ヘレン・マクロイの「月明かりの男」 (創元推理文庫)
手元の記録によると2018年1月に読んでいます。
巻末のリストによるとウィリング博士もの第2長編のようです。

発表年からすると当たり前のことなのかもしれませんが、大学を舞台にした作品であるにもかからわず、戦争の影が色濃いのが特徴と言えますね。

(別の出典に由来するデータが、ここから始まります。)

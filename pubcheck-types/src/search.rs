use serde::Deserialize;

/// One result returned by a repository's search endpoint.
#[derive(Debug, Clone, PartialEq, Deserialize)]
pub struct Candidate {
    /// Canonical package name. Content searches return the qualified form
    /// `"repo::category/package"`; other search kinds return a bare name.
    pub name: String,

    /// Path of the matched file within the package, with a leading `/`.
    #[serde(default)]
    pub path: String,

    /// Whether every published version of the package matches the search.
    /// Only an all-versions match is safe to accept as an unambiguous
    /// resolution.
    #[serde(default)]
    pub all_versions: bool,
}

impl Candidate {
    /// The package name with any `repo::` qualifier stripped, suitable for
    /// comparison against the package part of a manifest dependency key.
    pub fn package_name(&self) -> &str {
        match self.name.split_once("::") {
            Some((_, name)) => name,
            None => &self.name,
        }
    }
}

#[cfg(test)]
mod tests {
    use super::*;

    #[test]
    fn deserializes_from_api_response() {
        let raw = r#"[
            {"name": "stable::sys-libs/zlib", "path": "/usr/lib64/libz.so", "all_versions": true},
            {"name": "openssl"}
        ]"#;
        let candidates: Vec<Candidate> = serde_json::from_str(raw).expect("valid response");
        assert_eq!(candidates.len(), 2);
        assert_eq!(candidates[0].name, "stable::sys-libs/zlib");
        assert!(candidates[0].all_versions);
        assert_eq!(candidates[1].path, "");
        assert!(!candidates[1].all_versions);
    }

    #[test]
    fn package_name_strips_repository_qualifier() {
        let qualified = Candidate {
            name: "stable::sys-libs/zlib".to_string(),
            path: String::new(),
            all_versions: true,
        };
        assert_eq!(qualified.package_name(), "sys-libs/zlib");

        let bare = Candidate {
            name: "openssl".to_string(),
            path: String::new(),
            all_versions: true,
        };
        assert_eq!(bare.package_name(), "openssl");
    }
}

目撃者の食い違う証言というのは魅力的な謎なのですが、その種明かしはやや拍子抜け。
正直反則技に近いように思われるのですが、現実なんてそんなものかもしれません。

ただ、この作品はこの謎に寄りかかっているわけではなく、これはほんのごく一部。
細かなものがおおいですが、さまざまなアイデアが盛り込まれています。
心理的なことに着目するウィリング博士の捜査方法にはさほど感心はしなかったものの、アイデアがちりばめられた様子に満足できました。
戦争という背景も、上手く謎解きに取り込まれています。

特に個人的に感心したのは、動機です。
ミステリでよく言われる ”意外な動機” ではないのですが、現実的で説得力のある動機ですし、背景がうまく隠されています。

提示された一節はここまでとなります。